Abiotic stresses and emerging climate change patterns are forecasted to be the biggest challenge to food security. Salt and drought are the critical abiotic stresses responsible for the wheat yield gap with irrigated and fertile lands. In this study, the Hordeum vulgare NHX1 gene, which encodes for vacuolar Na+/H+ antiporter, was transformed in two wheat varieties, FSD-2008 and Galaxy. The HvNHX1 gene expression cassette was developed under a constitutive viral promoter (2X CaMV35S). The construct was assembled in pSB219, a monocot transformation vector containing the herbicide tolerance gene (bar). The transgenic plants were initially screened by two rounds of BASTA selection (2 mg/L and 3 mg/L). PCR later confirmed the putative transgenics. The transformation efficiency was estimated to be 0.4% for Galaxy and 0.2% for FSD-2008, respectively.
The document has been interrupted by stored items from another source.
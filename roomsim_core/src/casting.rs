//! The Cast Engine - validation, pending casts and action resolution.
//!
//! # Cast lifecycle
//!
//! ```text
//! invoke_action ──► Validating ──┬──► Resolved (instant, cast time 0)
//!                                └──► Casting ──┬──► Resolved
//!                                               ├──► Cancelled (caster moved)
//!                                               └──► Errored (entity gone, out of range)
//! ```
//!
//! Every terminal state is final. A source has at most one cast in
//! `Casting` at any instant; `invoke_action` rejects a second one before it
//! is stored.
//!
//! Pending casts are resolved by [`CastEngine::process_pending_casts`], once
//! per tick, in `(completion_time, ability_id, source_id, tx_id)` order so
//! that casts completing in the same tick resolve identically on every run.

use nalgebra::Vector2;
use serde::{Deserialize, Serialize};
use std::collections::{BTreeMap, HashMap, VecDeque};
use tracing::debug;

use crate::abilities::{AbilityAction, AbilityRegistry, AgentAbilityState, AgentInstalls};
use crate::effects::ActiveEffect;
use crate::entity::{EntityId, EntityStore};
use crate::outcome::{ActionOutcome, CastRejection};

/// Tunables for the cast engine.
#[derive(Debug, Clone, PartialEq, Serialize, Deserialize)]
#[serde(default)]
pub struct CastConfig {
    /// Maximum invocations per agent inside the sliding window (default: 5)
    pub rate_limit_max: usize,

    /// Sliding window length (default: 1 000 ms)
    pub rate_limit_window_ms: u64,

    /// A caster that drifts further than this from its cast-start position
    /// has the cast cancelled (default: 10 world units)
    pub movement_cancel_threshold: f64,
}

impl Default for CastConfig {
    fn default() -> Self {
        Self {
            rate_limit_max: 5,
            rate_limit_window_ms: 1_000,
            movement_cancel_threshold: 10.0,
        }
    }
}

/// Caller-supplied invocation parameters.
#[derive(Debug, Clone, Default, PartialEq, Serialize, Deserialize)]
#[serde(rename_all = "camelCase")]
pub struct InvokeParams {
    #[serde(default)]
    pub target_id: Option<EntityId>,

    /// Free-form arguments forwarded to custom handlers
    #[serde(default)]
    pub args: serde_json::Value,
}

impl InvokeParams {
    pub fn targeting(target_id: impl Into<EntityId>) -> Self {
        Self {
            target_id: Some(target_id.into()),
            args: serde_json::Value::Null,
        }
    }
}

/// A cast waiting for its completion time.
#[derive(Debug, Clone, PartialEq)]
pub struct PendingCast {
    pub tx_id: String,
    pub ability_id: String,
    pub action_id: String,
    pub source_entity_id: EntityId,
    pub target_entity_id: Option<EntityId>,
    pub started_at_ms: u64,
    pub completion_time_ms: u64,
    /// Caster position when the cast started
    pub source_position: Vector2<f64>,
    pub params: InvokeParams,
}

impl PendingCast {
    fn order_key(&self) -> (u64, &str, &str, &str) {
        (
            self.completion_time_ms,
            &self.ability_id,
            &self.source_entity_id,
            &self.tx_id,
        )
    }
}

/// What a custom handler sees when its action resolves.
#[derive(Debug, Clone, Copy)]
pub struct ActionContext<'a> {
    pub tx_id: &'a str,
    pub agent_id: &'a str,
    pub ability_id: &'a str,
    pub action_id: &'a str,
    pub target_id: Option<&'a str>,
    pub params: &'a InvokeParams,
    pub now_ms: u64,
}

/// Custom per-action behaviour run at resolution time.
pub trait ActionHandler: Send + Sync {
    fn handle(&self, ctx: &ActionContext<'_>, entities: &mut EntityStore) -> ActionOutcome;
}

impl<F> ActionHandler for F
where
    F: Fn(&ActionContext<'_>, &mut EntityStore) -> ActionOutcome + Send + Sync,
{
    fn handle(&self, ctx: &ActionContext<'_>, entities: &mut EntityStore) -> ActionOutcome {
        self(ctx, entities)
    }
}

/// An effect attached by action execution.
#[derive(Debug, Clone, PartialEq)]
pub struct AppliedEffect {
    pub tx_id: String,
    pub target_entity_id: EntityId,
    pub effect: ActiveEffect,
}

/// Terminal result of a pending cast.
#[derive(Debug, Clone, PartialEq)]
pub struct CastResolution {
    pub tx_id: String,
    pub agent_id: EntityId,
    pub ability_id: String,
    pub action_id: String,
    pub target_id: Option<EntityId>,
    pub completion_time_ms: u64,
    pub outcome: ActionOutcome,
}

/// Sliding-window invocation counter per agent.
#[derive(Debug, Clone, Default)]
pub struct InvokeRateLimiter {
    history: HashMap<EntityId, VecDeque<u64>>,
}

impl InvokeRateLimiter {
    /// Records an invocation if the agent is under `max` within the window.
    pub fn try_acquire(&mut self, agent_id: &str, now_ms: u64, max: usize, window_ms: u64) -> bool {
        let stamps = self.history.entry(agent_id.to_string()).or_default();
        while stamps
            .front()
            .is_some_and(|&t| now_ms.saturating_sub(t) >= window_ms)
        {
            stamps.pop_front();
        }
        if stamps.len() >= max {
            return false;
        }
        stamps.push_back(now_ms);
        true
    }

    pub fn forget(&mut self, agent_id: &str) {
        self.history.remove(agent_id);
    }

    /// Drops agents with no invocation inside the window. Returns how many
    /// were dropped.
    pub fn sweep(&mut self, now_ms: u64, window_ms: u64) -> usize {
        let before = self.history.len();
        self.history.retain(|_, stamps| {
            stamps
                .back()
                .is_some_and(|&t| now_ms.saturating_sub(t) < window_ms)
        });
        before - self.history.len()
    }

    pub fn tracked_agents(&self) -> usize {
        self.history.len()
    }
}

/// Last-used timestamps per (agent, ability, action).
#[derive(Debug, Clone, Default)]
pub struct CooldownTable {
    last_used: HashMap<(EntityId, String, String), u64>,
}

impl CooldownTable {
    pub fn mark(&mut self, agent_id: &str, ability_id: &str, action_id: &str, now_ms: u64) {
        self.last_used.insert(
            (agent_id.to_string(), ability_id.to_string(), action_id.to_string()),
            now_ms,
        );
    }

    /// Milliseconds until the action is usable again (0 = ready).
    pub fn remaining_ms(
        &self,
        agent_id: &str,
        ability_id: &str,
        action_id: &str,
        cooldown_ms: u64,
        now_ms: u64,
    ) -> u64 {
        let key = (agent_id.to_string(), ability_id.to_string(), action_id.to_string());
        match self.last_used.get(&key) {
            Some(&last) => cooldown_ms.saturating_sub(now_ms.saturating_sub(last)),
            None => 0,
        }
    }

    pub fn forget(&mut self, agent_id: &str) {
        self.last_used.retain(|(agent, _, _), _| agent != agent_id);
    }
}

/// Owns every piece of casting state for one room.
pub struct CastEngine {
    config: CastConfig,
    registry: AbilityRegistry,
    installs: AgentInstalls,
    rate_limiter: InvokeRateLimiter,
    cooldowns: CooldownTable,
    /// source entity -> its single pending cast
    pending: BTreeMap<EntityId, PendingCast>,
    handlers: HashMap<(String, String), Box<dyn ActionHandler>>,
    applied: Vec<AppliedEffect>,
    next_effect_seq: u64,
}
//! Cross-task access to a running room.
//!
//! A [`RoomHandle`] sends [`RoomCommand`]s over a bounded channel; the room
//! loop drains them between ticks and answers on a oneshot.

use roomsim_env::{RoomContext, RoomId};
use std::collections::BTreeMap;
use tokio::sync::{mpsc, oneshot};

use crate::casting::InvokeParams;
use crate::entity::{Entity, EntityId};
use crate::event_log::{EventCursor, EventPage};
use crate::outcome::ActionOutcome;
use crate::room::{Room, RoomError};

/// Commands queued for a running room.
#[derive(Debug)]
pub enum RoomCommand {
    Join {
        entity: Entity,
        reply: oneshot::Sender<bool>,
    },
    Leave {
        entity_id: EntityId,
        reply: oneshot::Sender<bool>,
    },
    SetVelocity {
        entity_id: EntityId,
        vx: f64,
        vy: f64,
        reply: oneshot::Sender<bool>,
    },
    Say {
        entity_id: EntityId,
        text: String,
        reply: oneshot::Sender<Option<EventCursor>>,
    },
    Install {
        agent_id: EntityId,
        ability_id: String,
        credentials: Option<BTreeMap<String, String>>,
        reply: oneshot::Sender<bool>,
    },
    Invoke {
        agent_id: EntityId,
        ability_id: String,
        action_id: String,
        params: InvokeParams,
        tx_id: String,
        reply: oneshot::Sender<ActionOutcome>,
    },
    CancelCast {
        tx_id: String,
        reply: oneshot::Sender<bool>,
    },
    PollEvents {
        cursor: Option<String>,
        limit: usize,
        reply: oneshot::Sender<EventPage>,
    },
    ZonePopulation {
        zone_id: String,
        reply: oneshot::Sender<usize>,
    },
    Shutdown,
}

/// Default command queue depth.
pub const COMMAND_QUEUE_DEPTH: usize = 256;

/// Cloneable sender side of a running room.
#[derive(Debug, Clone)]
pub struct RoomHandle {
    room_id: RoomId,
    tx: mpsc::Sender<RoomCommand>,
}

impl RoomHandle {
    /// Creates a handle and the receiver the room loop drains.
    pub fn channel(room_id: RoomId) -> (Self, mpsc::Receiver<RoomCommand>) {
        let (tx, rx) = mpsc::channel(COMMAND_QUEUE_DEPTH);
        (Self { room_id, tx }, rx)
    }

    /// Moves `room` onto its context's executor and returns a handle to it.
    ///
    /// The loop yields once per tick, so this also works with contexts
    /// whose `sleep` never suspends (a virtual clock on a current-thread
    /// runtime).
    pub fn spawn<Ctx: RoomContext>(mut room: Room<Ctx>) -> Self {
        let (handle, rx) = Self::channel(room.room_id());
        let context = room.context().clone();
        let task_name = format!("room-{}", room.room_id());
        context.spawn(&task_name, async move {
            room.run(rx).await;
        });
        handle
    }

    pub fn room_id(&self) -> RoomId {
        self.room_id
    }

    pub fn is_closed(&self) -> bool {
        self.tx.is_closed()
    }

    async fn request<T>(
        &self,
        make: impl FnOnce(oneshot::Sender<T>) -> RoomCommand,
    ) -> Result<T, RoomError> {
        let (reply, rx) = oneshot::channel();
        self.tx
            .send(make(reply))
            .await
            .map_err(|_| RoomError::Closed(self.room_id))?;
        rx.await.map_err(|_| RoomError::Closed(self.room_id))
    }

    pub async fn join(&self, entity: Entity) -> Result<bool, RoomError> {
        self.request(|reply| RoomCommand::Join { entity, reply }).await
    }

    pub async fn leave(&self, entity_id: impl Into<EntityId>) -> Result<bool, RoomError> {
        let entity_id = entity_id.into();
        self.request(|reply| RoomCommand::Leave { entity_id, reply }).await
    }

    pub async fn set_velocity(&self, entity_id: impl Into<EntityId>, vx: f64, vy: f64) -> Result<bool, RoomError> {
        let entity_id = entity_id.into();
        self.request(|reply| RoomCommand::SetVelocity { entity_id, vx, vy, reply })
            .await
    }

    pub async fn say(
        &self,
        entity_id: impl Into<EntityId>,
        text: impl Into<String>,
    ) -> Result<Option<EventCursor>, RoomError> {
        let (entity_id, text) = (entity_id.into(), text.into());
        self.request(|reply| RoomCommand::Say { entity_id, text, reply }).await
    }

    pub async fn install_for_agent(
        &self,
        agent_id: impl Into<EntityId>,
        ability_id: impl Into<String>,
        credentials: Option<BTreeMap<String, String>>,
    ) -> Result<bool, RoomError> {
        let (agent_id, ability_id) = (agent_id.into(), ability_id.into());
        self.request(|reply| RoomCommand::Install {
            agent_id,
            ability_id,
            credentials,
            reply,
        })
        .await
    }

    pub async fn invoke_action(
        &self,
        agent_id: impl Into<EntityId>,
        ability_id: impl Into<String>,
        action_id: impl Into<String>,
        params: InvokeParams,
        tx_id: impl Into<String>,
    ) -> Result<ActionOutcome, RoomError> {
        let (agent_id, ability_id, action_id, tx_id) =
            (agent_id.into(), ability_id.into(), action_id.into(), tx_id.into());
        self.request(|reply| RoomCommand::Invoke {
            agent_id,
            ability_id,
            action_id,
            params,
            tx_id,
            reply,
        })
        .await
    }

    pub async fn cancel_cast(&self, tx_id: impl Into<String>) -> Result<bool, RoomError> {
        let tx_id = tx_id.into();
        self.request(|reply| RoomCommand::CancelCast { tx_id, reply }).await
    }

    pub async fn poll_events(&self, cursor: Option<String>, limit: usize) -> Result<EventPage, RoomError> {
        self.request(|reply| RoomCommand::PollEvents { cursor, limit, reply })
            .await
    }

    pub async fn zone_population(&self, zone_id: impl Into<String>) -> Result<usize, RoomError> {
        let zone_id = zone_id.into();
        self.request(|reply| RoomCommand::ZonePopulation { zone_id, reply })
            .await
    }

    /// Asks the room loop to stop after the current tick.
    pub async fn shutdown(&self) -> Result<(), RoomError> {
        self.tx
            .send(RoomCommand::Shutdown)
            .await
            .map_err(|_| RoomError::Closed(self.room_id))
    }
}

#[cfg(test)]
mod tests {
    use super::*;
    use crate::entity::EntityKind;
    use crate::room::RoomConfig;
    use crate::zones::Zone;
    use roomsim_env::TokioContext;

    #[tokio::test]
    async fn test_handle_round_trips_commands() {
        let config = RoomConfig::default()
            .with_tick_rate(100)
            .with_zone(Zone::new("plaza", 0.0, 0.0, 100.0, 100.0));
        let room = Room::new(RoomId::from_seed(9), TokioContext::shared(), config).unwrap();
        let handle = RoomHandle::spawn(room);

        assert!(handle.join(Entity::new("alice", EntityKind::Player, 5.0, 5.0)).await.unwrap());
        assert_eq!(handle.zone_population("plaza").await.unwrap(), 1);
        assert!(handle.say("alice", "hi").await.unwrap().is_some());

        let page = handle.poll_events(None, 10).await.unwrap();
        let types: Vec<String> = page.events.iter().map(|e| e.event_type.to_string()).collect();
        assert_eq!(types, vec!["presence.join", "zone.enter", "chat.message"]);

        handle.shutdown().await.unwrap();
        // The loop exits and drops the receiver.
        for _ in 0..100 {
            if handle.is_closed() {
                break;
            }
            tokio::time::sleep(std::time::Duration::from_millis(10)).await;
        }
        assert!(handle.is_closed());
        assert!(matches!(handle.leave("alice").await, Err(RoomError::Closed(_))));
    }
}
Expression analysis of the NHX1 gene in T2 transgenics and non-transgenic controls through qRT-PCR revealed a 12 fold higher expression of the transgene in Galaxy and onefold higher expression in FSD-2008. Under salt stress, the transgenic lines displayed increased chlorophyll content, reduced electrolyte leakage, and higher relative water content in their leaves than in the control plants. Moreover, under stress conditions (200 mM NaCl), the transgenic lines yielded higher biomass and seed weight than non-transgenic controls. The results demonstrated that the constitutive expression of the HvNHX1 gene in wheat resulted in better grain yield than parent lines. Additionally, the bar gene co-transformed with the HvNHX1 confers herbicide (BASTA) resistance in salt-tolerant wheat transgenics.